He was very clever, this Cecil Laurens, and at that moment he read the heart of the simple girl as he had read his own as by a flash of light. Smilingly, and with a man’s masterful air, he returned:
“It is my turn now to cry out nonsense, my darling, for I do not believe that my love is hopeless. I saw in your sweet, shy eyes just now a tenderness that belonged not to ‘some one else,’ but to me. Look up, Louise, and own that in these weeks while we seemed to be playing at cross purposes we were falling headlong into love!”
She tried to deny it, but the usually pert little tongue faltered under his quizzical and tender gaze.
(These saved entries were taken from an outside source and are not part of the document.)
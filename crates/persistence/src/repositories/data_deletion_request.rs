//! Data deletion request repository.
//!
//! Status changes go through a single compare-and-set update so concurrent
//! reviewers and the execution job cannot both win a transition.

use chrono::{DateTime, Utc};
use domain::models::data_deletion::{
    DeletionTransition, ListDeletionRequestsQuery, NewDeletionRequest,
};
use domain::models::{DataDeletionRequest, DeletionStatus};
use domain::services::DeletionRequestStore;
use domain::DomainResult;
use shared::pagination::PageRequest;
use sqlx::types::Json;
use sqlx::PgPool;
use uuid::Uuid;

use crate::entities::{DataDeletionRequestEntity, DeletionStatusDb, SubjectTypeDb};
use crate::metrics::QueryTimer;

/// Repository for the data_deletion_requests table.
#[derive(Clone)]
pub struct DeletionRequestRepository {
    pool: PgPool,
}

impl DeletionRequestRepository {
    pub fn new(pool: PgPool) -> Self {
        Self { pool }
    }
}

#[async_trait::async_trait]
impl DeletionRequestStore for DeletionRequestRepository {
    async fn insert(&self, request: NewDeletionRequest) -> DomainResult<DataDeletionRequest> {
        let timer = QueryTimer::new("insert_deletion_request");
        let result = sqlx::query_as::<_, DataDeletionRequestEntity>(
            r#"
            INSERT INTO data_deletion_requests (
                request_number, subject_type, subject_id, reason, data_types,
                hard_delete, requested_by, created_at, updated_at
            )
            VALUES ($1, $2, $3, $4, $5, $6, $7, $8, $8)
            RETURNING *
            "#,
        )
        .bind(&request.request_number)
        .bind(SubjectTypeDb::from(request.subject.subject_type))
        .bind(&request.subject.subject_id)
        .bind(&request.reason)
        .bind(&request.data_types)
        .bind(request.hard_delete)
        .bind(&request.requested_by)
        .bind(request.created_at)
        .fetch_one(&self.pool)
        .await;
        timer.record_result(&result);

        Ok(result?.into())
    }

    async fn find_by_id(&self, id: Uuid) -> DomainResult<Option<DataDeletionRequest>> {
        let timer = QueryTimer::new("find_deletion_request_by_id");
        let result = sqlx::query_as::<_, DataDeletionRequestEntity>(
            "SELECT * FROM data_deletion_requests WHERE id = $1",
        )
        .bind(id)
        .fetch_optional(&self.pool)
        .await;
        timer.record_result(&result);

        Ok(result?.map(Into::into))
    }

    async fn list(
        &self,
        query: &ListDeletionRequestsQuery,
        page: PageRequest,
    ) -> DomainResult<(Vec<DataDeletionRequest>, i64)> {
        let mut conditions: Vec<String> = vec!["TRUE".to_string()];
        let mut param_count = 0;

        if query.status.is_some() {
            param_count += 1;
            conditions.push(format!("status = ${}", param_count));
        }
        if query.subject_id.is_some() {
            param_count += 1;
            conditions.push(format!("subject_id = ${}", param_count));
        }
        let where_clause = conditions.join(" AND ");

        let count_sql = format!(
            "SELECT COUNT(*) FROM data_deletion_requests WHERE {}",
            where_clause
        );
        let mut count_query = sqlx::query_scalar::<_, i64>(&count_sql);
        if let Some(status) = query.status {
            count_query = count_query.bind(DeletionStatusDb::from(status));
        }
        if let Some(ref subject_id) = query.subject_id {
            count_query = count_query.bind(subject_id);
        }
        let total = count_query.fetch_one(&self.pool).await?;

        let list_sql = format!(
            "SELECT * FROM data_deletion_requests WHERE {} ORDER BY created_at DESC LIMIT ${} OFFSET ${}",
            where_clause,
            param_count + 1,
            param_count + 2
        );
        let mut list_query = sqlx::query_as::<_, DataDeletionRequestEntity>(&list_sql);
        if let Some(status) = query.status {
            list_query = list_query.bind(DeletionStatusDb::from(status));
        }
        if let Some(ref subject_id) = query.subject_id {
            list_query = list_query.bind(subject_id);
        }

        let timer = QueryTimer::new("list_deletion_requests");
        let result = list_query
            .bind(page.limit())
            .bind(page.offset())
            .fetch_all(&self.pool)
            .await;
        timer.record_result(&result);

        Ok((result?.into_iter().map(Into::into).collect(), total))
    }

    async fn transition(
        &self,
        id: Uuid,
        from: &[DeletionStatus],
        to: DeletionStatus,
        changes: DeletionTransition,
    ) -> DomainResult<Option<DataDeletionRequest>> {
        let from: Vec<String> = from.iter().map(|s| s.as_str().to_string()).collect();

        let timer = QueryTimer::new("transition_deletion_request");
        let result = sqlx::query_as::<_, DataDeletionRequestEntity>(
            r#"
            UPDATE data_deletion_requests
            SET status = $3,
                reviewed_by = COALESCE($4, reviewed_by),
                reviewed_at = COALESCE($5, reviewed_at),
                rejection_reason = COALESCE($6, rejection_reason),
                approved_by = COALESCE($7, approved_by),
                approved_at = COALESCE($8, approved_at),
                scheduled_deletion_date = COALESCE($9, scheduled_deletion_date),
                deleted_by = COALESCE($10, deleted_by),
                deleted_at = COALESCE($11, deleted_at),
                deletion_summary = COALESCE($12, deletion_summary),
                updated_at = COALESCE($13, NOW())
            WHERE id = $1 AND status::TEXT = ANY($2)
            RETURNING *
            "#,
        )
        .bind(id)
        .bind(&from)
        .bind(DeletionStatusDb::from(to))
        .bind(&changes.reviewed_by)
        .bind(changes.reviewed_at)
        .bind(&changes.rejection_reason)
        .bind(&changes.approved_by)
        .bind(changes.approved_at)
        .bind(changes.scheduled_deletion_date)
        .bind(&changes.deleted_by)
        .bind(changes.deleted_at)
        .bind(changes.deletion_summary.map(Json))
        .bind(changes.updated_at)
        .fetch_optional(&self.pool)
        .await;
        timer.record_result(&result);

        Ok(result?.map(Into::into))
    }

    async fn find_due(
        &self,
        now: DateTime<Utc>,
        limit: i64,
    ) -> DomainResult<Vec<DataDeletionRequest>> {
        let timer = QueryTimer::new("find_due_deletion_requests");
        let result = sqlx::query_as::<_, DataDeletionRequestEntity>(
            r#"
            SELECT * FROM data_deletion_requests
            WHERE status = 'approved' AND scheduled_deletion_date <= $1
            ORDER BY scheduled_deletion_date ASC
            LIMIT $2
            "#,
        )
        .bind(now)
        .bind(limit)
        .fetch_all(&self.pool)
        .await;
        timer.record_result(&result);

        Ok(result?.into_iter().map(Into::into).collect())
    }
}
“Let me alone!” she began frantically, but Cecil Laurens’ arms had slipped around her waist and he smothered the remonstrating words on her lips with a long, sweet, lingering, lover’s kiss—one that seemed to draw the girl’s pure soul from her body and merge it into his.
Faint with the sweetness of this exquisite emotion, Molly rested passive in his clasp for a moment, then drawing back from him, sighed bitterly.
“Oh, this is dreadful! Why did I ever come to Ferndale?” she exclaimed to herself, while Cecil Laurens’ eyes glowed upon her full of passionate love. Under their warmth, the girl hung her head bashfully, all her usual effrontery conquered by the thrilling consciousness of her love and the bitter pain she suffered in her secret knowledge of its folly.
“Ah, if he but knew!” she thought with an inward shudder, and looking up at him with eyes full of pain, she said:
“I did not try to make you love me, you must always remember that!”
He laughed as he answered:
“No, you did not court my love, dear, certainly. I never saw a rose so full of thorns as this one that I have won.”